LA VIDA
DE
RAMON MONSALVATGE
UN MONJE ESPAÑOL CONVERTIDO,
DE LA ORDEN DE LOS CAPUCHINOS.
CON UNA INTRODUCCIÓN, POR EL REV. ROBERT BAIRD, D. D.
"Para manifestar las virtudes de Aquel que me llamó de las tinieblas a su luz admirable".—1 Pedro 2: 9.
NUEVA YORK:
IMPRESO POR J. F. TROW & CO.,
33 ANN-STREET.
1845
49-53
Otro descubrimiento similar se hizo en nuestra vecindad.
En la ciudad de Baguet había una iglesia que era famosa en todas partes por contener una figura del Salvador, llamada la "Santa Majestad". Tenía la apariencia de estar cubierta con un vestimento brillante hasta las rodillas, y se decía que se había salvado milagrosamente de la destrucción, cuando en 1816 los franceses intentaron infructuosamente quemarla.

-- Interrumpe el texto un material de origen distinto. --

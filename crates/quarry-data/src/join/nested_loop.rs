//! Plain nested loop join.

use quarry_common::{QuarryError, QuarryResult};

use super::{GrowableBitSet, JoinInputs, JoinPredicate, JoinSide};
use crate::batch::{load_failed, not_positioned_error, BatchIterator, BoxedBatchIterator, IteratorState, LoadFuture};
use crate::row::{CombinedRow, Row};

#[derive(Debug, Clone, Copy, PartialEq, Eq)]
enum NestedLoopState {
    Start,
    /// Checks an inner side of unknown size for rows before the outer side
    /// is touched.
    ProbeInner,
    AdvanceOuter,
    ScanInner,
    Exhausted,
}

/// For each outer row, rewinds and scans the whole inner side.
///
/// Output is outer-major, inner-minor. Cheap when the inner side rewinds
/// without refetching, e.g. when it is already in memory.
pub struct NestedLoopBatchIterator {
    inputs: JoinInputs,
    predicate: JoinPredicate,
    loop_state: NestedLoopState,
    combined: CombinedRow,
    /// Position of the current outer row in the outer stream.
    outer_index: usize,
    /// Whether the inner side produced any row during the first scan.
    inner_seen: bool,
    first_scan: bool,
    matched_outer: GrowableBitSet,
    positioned: bool,
    state: IteratorState,
}

impl NestedLoopBatchIterator {
    /// Creates the join.
    pub fn new(
        outer: BoxedBatchIterator,
        inner: BoxedBatchIterator,
        predicate: JoinPredicate,
    ) -> Self {
        Self {
            inputs: JoinInputs::new(outer, inner),
            predicate,
            loop_state: NestedLoopState::Start,
            combined: CombinedRow::new(),
            outer_index: 0,
            inner_seen: false,
            first_scan: true,
            matched_outer: GrowableBitSet::new(),
            positioned: false,
            state: IteratorState::new(),
        }
    }

    /// Outer rows, by position, that matched at least one inner row so far.
    pub fn matched_outer(&self) -> &GrowableBitSet {
        &self.matched_outer
    }

    fn finish(&mut self) -> QuarryResult<bool> {
        self.loop_state = NestedLoopState::Exhausted;
        self.inputs.exhausted = true;
        Ok(false)
    }
}

impl BatchIterator for NestedLoopBatchIterator {
    fn move_next(&mut self) -> QuarryResult<bool> {
        self.state.ensure_open()?;
        self.positioned = false;
        loop {
            match self.loop_state {
                NestedLoopState::Start => {
                    if self.inputs.known_empty() {
                        return self.finish();
                    }
                    self.loop_state = if self.inputs.inner.size_hint().is_none() {
                        NestedLoopState::ProbeInner
                    } else {
                        NestedLoopState::AdvanceOuter
                    };
                }
                NestedLoopState::ProbeInner => match self.inputs.advance(JoinSide::Inner)? {
                    None => return Ok(false),
                    Some(false) => return self.finish(),
                    Some(true) => {
                        self.inputs.inner.move_to_start()?;
                        self.inner_seen = true;
                        self.loop_state = NestedLoopState::AdvanceOuter;
                    }
                },
                NestedLoopState::AdvanceOuter => match self.inputs.advance(JoinSide::Outer)? {
                    None => return Ok(false),
                    Some(false) => return self.finish(),
                    Some(true) => {
                        self.combined
                            .set_outer(self.inputs.outer.current_element()?);
                        if !self.first_scan {
                            self.outer_index += 1;
                            self.inputs.inner.move_to_start()?;
                        }
                        self.loop_state = NestedLoopState::ScanInner;
                    }
                },
                NestedLoopState::ScanInner => match self.inputs.advance(JoinSide::Inner)? {
                    None => return Ok(false),
                    Some(true) => {
                        self.inner_seen = true;
                        let inner = self.inputs.inner.current_element()?;
                        if self.predicate.matches(self.combined.outer(), inner)? {
                            self.combined.set_inner(inner);
                            self.matched_outer.set(self.outer_index);
                            self.positioned = true;
                            return Ok(true);
                        }
                    }
                    Some(false) => {
                        if self.first_scan && !self.inner_seen {
                            return self.finish();
                        }
                        self.first_scan = false;
                        self.loop_state = NestedLoopState::AdvanceOuter;
                    }
                },
                NestedLoopState::Exhausted => return Ok(false),
            }
        }
    }

    fn current_element(&self) -> QuarryResult<&dyn Row> {
        if !self.positioned {
            return Err(not_positioned_error());
        }
        Ok(&self.combined)
    }

    fn move_to_start(&mut self) -> QuarryResult<()> {
        self.state.ensure_open()?;
        self.inputs.move_to_start()?;
        self.loop_state = NestedLoopState::Start;
        self.outer_index = 0;
        self.inner_seen = false;
        self.first_scan = true;
        self.matched_outer.clear();
        self.positioned = false;
        Ok(())
    }

    fn all_loaded(&self) -> bool {
        self.inputs.all_loaded()
    }

    fn load_next_batch(&mut self) -> LoadFuture {
        match self.state.ensure_open() {
            Ok(()) => self.inputs.load_next_batch(),
            Err(e) => load_failed(e),
        }
    }

    fn close(&mut self) {
        if self.state.close() {
            self.positioned = false;
            self.inputs.close();
        }
    }

    fn kill(&mut self, cause: QuarryError) {
        if self.state.kill(cause.clone()) {
            self.positioned = false;
            self.inputs.kill(cause);
        }
    }
}
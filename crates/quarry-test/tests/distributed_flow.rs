//! One job spread over several nodes, partial results fanned in.

use std::sync::Arc;

use parking_lot::Mutex;

use quarry_common::config::ExecutionConfig;
use quarry_common::{JobId, NodeId, QuarryError, ShardId};
use quarry_data::testing::sorted;
use quarry_data::Value;
use quarry_exec::completion::Completion;
use quarry_exec::fanin::{all_as_list, ActionListener, MultiActionListener, MultiBiConsumer};
use quarry_exec::phase::{ContextPreparer, NodeOperation};
use quarry_exec::receiver::{CollectingResultReceiver, ResultReceiver};
use quarry_exec::JobContextService;
use quarry_test::utils::{collect_phase, init_tracing, InMemoryShardProvider};

/// A node with its own registry, holding shards `("t", n)` for `n` in
/// `shards`, each with rows `[n * 100 + i]` for `i` in `0..5`.
struct Node {
    service: JobContextService,
    preparer: ContextPreparer,
}

impl Node {
    fn new(id: u32, shards: &[u32]) -> Self {
        let mut config = ExecutionConfig::for_testing();
        config.node_id = NodeId::new(id);
        config.receiver.page_size = 0;
        let provider = InMemoryShardProvider::new().with_batch_size(2);
        for &shard in shards {
            let rows = (0..5)
                .map(|i| vec![Value::BigInt(i64::from(shard) * 100 + i)])
                .collect();
            provider.add_shard(ShardId::new("t", shard), rows);
        }
        Self {
            service: JobContextService::new(&config.jobs),
            preparer: ContextPreparer::new(config, Arc::new(provider)),
        }
    }

    /// Starts a collect of `shards` for `job_id` and returns its receiver.
    fn collect(&self, job_id: JobId, shards: &[u32]) -> Arc<CollectingResultReceiver> {
        let result = Arc::new(CollectingResultReceiver::new());
        let ops = vec![NodeOperation::to_result(
            1,
            collect_phase("t", shards),
            self.preparer.result_receiver(result.clone()),
        )];
        let started = self
            .preparer
            .prepare(job_id, ops)
            .and_then(|builder| self.service.create_context(builder))
            .and_then(|job| {
                job.prepare()?;
                job.start()
            });
        if let Err(e) = started {
            tracing::debug!("collect on node failed to start: {}", e);
        }
        result
    }
}

#[tokio::test]
async fn test_fan_in_of_node_results() {
    init_tracing();
    let nodes = [Node::new(1, &[0, 1]), Node::new(2, &[2]), Node::new(3, &[3])];
    let job_id = JobId::new_random();
    let receivers = vec![
        nodes[0].collect(job_id, &[0, 1]),
        nodes[1].collect(job_id, &[2]),
        nodes[2].collect(job_id, &[3]),
    ];

    let partials = all_as_list(receivers.iter().map(|r| r.result()).collect())
        .await
        .unwrap();
    assert_eq!(partials.len(), 3);
    assert_eq!(partials[0].len(), 10);

    let merged: Vec<Vec<Value>> = partials.into_iter().flatten().collect();
    let expected: Vec<Vec<Value>> = [0i64, 1, 2, 3]
        .iter()
        .flat_map(|shard| (0..5).map(move |i| vec![Value::BigInt(shard * 100 + i)]))
        .collect();
    assert_eq!(sorted(merged), expected);
    for node in &nodes {
        assert_eq!(node.service.num_active_jobs(), 0);
    }
}

#[tokio::test]
async fn test_node_failure_reported_after_all_nodes() {
    let nodes = [Node::new(1, &[0]), Node::new(2, &[]), Node::new(3, &[3])];
    let job_id = JobId::new_random();
    let receivers = vec![
        nodes[0].collect(job_id, &[0]),
        // shard 1 lives nowhere
        nodes[1].collect(job_id, &[1]),
        nodes[2].collect(job_id, &[3]),
    ];

    let err = all_as_list(receivers.iter().map(|r| r.result()).collect())
        .await
        .unwrap_err();
    assert!(matches!(err, QuarryError::ExecutionFailed { .. }));
    // the healthy nodes still ran to completion
    assert_eq!(receivers[0].result().await.unwrap().len(), 5);
    assert_eq!(receivers[2].result().await.unwrap().len(), 5);
}

#[tokio::test]
async fn test_row_counts_folded_by_listener() {
    let nodes = [Node::new(1, &[0]), Node::new(2, &[1, 2])];
    let job_id = JobId::new_random();
    let total = Completion::<u64>::new();
    let listener = Arc::new(MultiActionListener::new(
        nodes.len(),
        0u64,
        |sum: &mut u64, rows: u64| *sum += rows,
        |sum| sum,
        ActionListener::from_completion(total.clone()),
    ));

    let receivers = vec![
        nodes[0].collect(job_id, &[0]),
        nodes[1].collect(job_id, &[1, 2]),
    ];
    for receiver in receivers {
        let listener = Arc::clone(&listener);
        receiver.completion().on_complete(move |result| match result {
            Ok(()) => listener.on_response(receiver.rows().len() as u64),
            Err(e) => listener.on_failure(e.clone()),
        });
    }

    assert_eq!(total.wait().await, Ok(15));
}

#[tokio::test]
async fn test_bi_consumer_keeps_successes_and_last_failure() {
    let nodes = [Node::new(1, &[0]), Node::new(2, &[]), Node::new(3, &[])];
    let job_id = JobId::new_random();
    let outcome = Completion::<(usize, Option<QuarryError>)>::new();
    let done = outcome.clone();
    let consumer = Arc::new(MultiBiConsumer::new(3, move |rows: Vec<usize>, failure| {
        done.succeed((rows.iter().sum(), failure));
    }));
    let seen = Arc::new(Mutex::new(Vec::new()));

    for (node, shard) in nodes.iter().zip([0u32, 7, 8]) {
        let receiver = node.collect(job_id, &[shard]);
        let consumer = Arc::clone(&consumer);
        let seen = Arc::clone(&seen);
        receiver.completion().on_complete(move |result| {
            seen.lock().push(shard);
            consumer.accept(result.clone().map(|()| receiver.rows().len()));
        });
    }

    let (rows, failure) = outcome.wait().await.unwrap();
    assert_eq!(rows, 5);
    assert!(matches!(failure, Some(QuarryError::ExecutionFailed { .. })));
    assert_eq!(seen.lock().len(), 3);
    assert_eq!(consumer.remaining(), 0);
}
use isolar_bridge::prelude::*;

#[tokio::main]
async fn main() {
    if let Err(e) = isolar_bridge::app(Options::new()).await {
        error!("{:?}", e);
        eprintln!("isolar-bridge: {:#}", e);
        std::process::exit(255);
    }
}
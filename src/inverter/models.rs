//! The supported inverter models and what each one is asked every cycle.

use crate::inverter::pi17::AsciiCommand;
use crate::inverter::registers::{RegisterMap, RegisterSpec};
use crate::prelude::*;

use std::str::FromStr;

/// Which wire protocol a model speaks inside the envelope.
#[derive(Clone, Copy, Debug, PartialEq, Eq)]
pub enum ProtocolKind {
    Modbus,
    Ascii,
}

/// A supported model. Parsed case-insensitively from its config name.
#[derive(Clone, Copy, Debug, PartialEq, Eq, Hash)]
pub enum ModelId {
    IsolarSmgII11k,
    IsolarSmgII6k,
    VoltronicAscii,
    EasunSmw,
}

impl ModelId {
    pub const ALL: [ModelId; 4] = [
        ModelId::IsolarSmgII11k,
        ModelId::IsolarSmgII6k,
        ModelId::VoltronicAscii,
        ModelId::EasunSmw,
    ];

    /// Name used in the config file.
    pub fn name(&self) -> &'static str {
        match self {
            ModelId::IsolarSmgII11k => "ISOLAR_SMG_II_11K",
            ModelId::IsolarSmgII6k => "ISOLAR_SMG_II_6K",
            ModelId::VoltronicAscii => "VOLTRONIC_ASCII",
            ModelId::EasunSmw => "EASUN_SMW",
        }
    }

    /// Register reads or PI-17 text commands.
    pub fn protocol(&self) -> ProtocolKind {
        match self {
            ModelId::IsolarSmgII11k | ModelId::IsolarSmgII6k => ProtocolKind::Modbus,
            ModelId::VoltronicAscii | ModelId::EasunSmw => ProtocolKind::Ascii,
        }
    }

    /// Register table; empty for text-protocol models.
    pub fn register_map(&self) -> RegisterMap {
        match self {
            ModelId::IsolarSmgII11k => isolar_smg_ii_11k(),
            ModelId::IsolarSmgII6k => isolar_smg_ii_6k(),
            ModelId::VoltronicAscii | ModelId::EasunSmw => RegisterMap::default(),
        }
    }

    /// Commands issued each cycle, in order; empty for register models.
    pub fn commands(&self) -> Vec<AsciiCommand> {
        use AsciiCommand::*;

        match self {
            ModelId::VoltronicAscii => vec![Qpigs, Qmod, Qpiws],
            ModelId::EasunSmw => vec![Qpigs, Qmod, Qpiri, Qpigs2],
            ModelId::IsolarSmgII11k | ModelId::IsolarSmgII6k => Vec::new(),
        }
    }
}

impl FromStr for ModelId {
    type Err = Error;

    fn from_str(s: &str) -> Result<Self, Self::Err> {
        Self::ALL
            .into_iter()
            .find(|m| m.name().eq_ignore_ascii_case(s.trim()))
            .ok_or_else(|| Error::Model(s.to_owned()))
    }
}

impl std::fmt::Display for ModelId {
    fn fmt(&self, f: &mut std::fmt::Formatter<'_>) -> std::fmt::Result {
        write!(f, "{}", self.name())
    }
}

fn clock(raw: i32) -> f64 {
    f64::from(raw)
}

fn clock_registers(entries: &mut Vec<(&'static str, RegisterSpec)>) {
    for (i, name) in crate::inverter::snapshot::TIME_REGISTERS.iter().enumerate() {
        entries.push((*name, RegisterSpec::with(696 + i as u16, clock)));
    }
}

fn isolar_smg_ii_11k() -> RegisterMap {
    let mut entries = vec![
        ("operation_mode", RegisterSpec::at(201)),
        ("battery_voltage", RegisterSpec::scaled(277, 0.1)),
        ("battery_current", RegisterSpec::scaled(278, 0.1)),
        ("battery_power", RegisterSpec::at(279)),
        ("battery_soc", RegisterSpec::at(280)),
        ("battery_temperature", RegisterSpec::at(281)),
        ("pv_total_power", RegisterSpec::at(302)),
        ("pv_charging_power", RegisterSpec::at(303)),
        ("pv_charging_current", RegisterSpec::scaled(304, 0.1)),
        ("pv_temperature", RegisterSpec::at(305)),
        ("pv1_voltage", RegisterSpec::scaled(351, 0.1)),
        ("pv1_current", RegisterSpec::scaled(352, 0.1)),
        ("pv1_power", RegisterSpec::at(353)),
        ("pv2_voltage", RegisterSpec::scaled(389, 0.1)),
        ("pv2_current", RegisterSpec::scaled(390, 0.1)),
        ("pv2_power", RegisterSpec::at(391)),
        ("grid_voltage", RegisterSpec::scaled(338, 0.1)),
        ("grid_current", RegisterSpec::scaled(339, 0.1)),
        ("grid_power", RegisterSpec::at(340)),
        ("grid_frequency", RegisterSpec::at(607)),
        ("output_voltage", RegisterSpec::scaled(346, 0.1)),
        ("output_current", RegisterSpec::scaled(347, 0.1)),
        ("output_power", RegisterSpec::at(348)),
        ("output_apparent_power", RegisterSpec::at(349)),
        ("output_load_percentage", RegisterSpec::at(350)),
        ("output_frequency", RegisterSpec::at(607)),
        ("pv_energy_today", RegisterSpec::scaled(702, 0.01)),
        ("pv_energy_total", RegisterSpec::scaled(703, 0.01)),
    ];
    clock_registers(&mut entries);

    RegisterMap::new(entries)
}

fn isolar_smg_ii_6k() -> RegisterMap {
    let mut entries = vec![
        ("operation_mode", RegisterSpec::at(201)),
        ("battery_voltage", RegisterSpec::scaled(215, 0.1)),
        ("battery_current", RegisterSpec::scaled(216, 0.1)),
        ("battery_power", RegisterSpec::at(217)),
        ("battery_soc", RegisterSpec::at(229)),
        ("battery_temperature", RegisterSpec::at(226)),
        ("pv_total_power", RegisterSpec::at(223)),
        ("pv_charging_power", RegisterSpec::at(224)),
        ("pv_charging_current", RegisterSpec::scaled(234, 0.1)),
        ("pv_temperature", RegisterSpec::at(227)),
        ("pv1_voltage", RegisterSpec::scaled(219, 0.1)),
        ("pv1_current", RegisterSpec::scaled(220, 0.1)),
        ("pv1_power", RegisterSpec::at(223)),
        ("pv2_voltage", RegisterSpec::unsupported()),
        ("pv2_current", RegisterSpec::unsupported()),
        ("pv2_power", RegisterSpec::unsupported()),
        ("grid_voltage", RegisterSpec::scaled(202, 0.1)),
        ("grid_current", RegisterSpec::unsupported()),
        ("grid_power", RegisterSpec::at(204)),
        ("grid_frequency", RegisterSpec::at(203)),
        ("output_voltage", RegisterSpec::scaled(210, 0.1)),
        ("output_current", RegisterSpec::scaled(211, 0.1)),
        ("output_power", RegisterSpec::at(213)),
        ("output_apparent_power", RegisterSpec::at(214)),
        ("output_load_percentage", RegisterSpec::scaled(225, 0.01)),
        ("output_frequency", RegisterSpec::at(212)),
        ("pv_energy_today", RegisterSpec::unsupported()),
        ("pv_energy_total", RegisterSpec::unsupported()),
    ];
    clock_registers(&mut entries);

    RegisterMap::new(entries)
}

Se decía que esta imagen tenía la propiedad de sudar. Esto se llamó un milagro; pero los insurgentes, que la derribaron, con sus ídolos compañeros, descubrieron que un recipiente con agua hirviendo estaba colocado debajo de la estatua, y el vapor se transportaba a través de tubos sobre el cuerpo y salía por pequeños agujeros o poros. En cuanto a su cualidad de no quemar, esto no tuvo mucho efecto, ya que de ninguna manera resistió los intentos de los insurgentes.
Estos descubrimientos, y muchos otros similares, de las vergonzosas imposiciones a las que habían sido sometidos Por tanto tiempo habían estado sometidos, y el pueblo estaba tan exasperado, que todo sentimiento religioso se perdió en el odio hacia aquellos que hasta hacía poco habían sido objeto de su respeto. Las iglesias estuvieron cerradas por algún tiempo; todas las imágenes y cuadros de los santos que, como era costumbre, colgaban en las calles, fueron derribados y destruidos. En lo alto del campanario de la iglesia parroquial de Olot había una estatua de madera, llamada el
MONJE ESPAÑOL. 51 *'
Ángel de la guarda.
Un día los insurgentes consiguieron derribar esta imagen de su posición elevada y la arrastraron por las calles. Luego la cortaron en pedazos, le prendieron fuego y colocaron una gran olla sobre ella, en la que arrojaron un crucifijo y simularon que hacían una sopa con él.
Cuando vi estas escenas horribles, estos actos tan sacrílegos a mis ojos, y el desprecio y abuso con que se cubrían a mis hermanos, me llené de indignación y odio contra los insurgentes.
En este momento, todos los que no habían tomado las órdenes sagradas, estaban sujetos al servicio militar en el ejército de la reina Cristina, a cuyo gobierno, aunque se habían excedido en sus órdenes en la destrucción de los conventos, los insurgentes estaban sujetos. Desde la muerte de Fernando VII en 1833, su hermano Don Carlos había reclamado la el trono de España, y su partido había estado constantemente en rivalidad con el de la duquesa Cristina.
Se le consideraba el protector de la religión, y de su lado estaban todos aquellos que debían ser considerados como verdaderos católicos.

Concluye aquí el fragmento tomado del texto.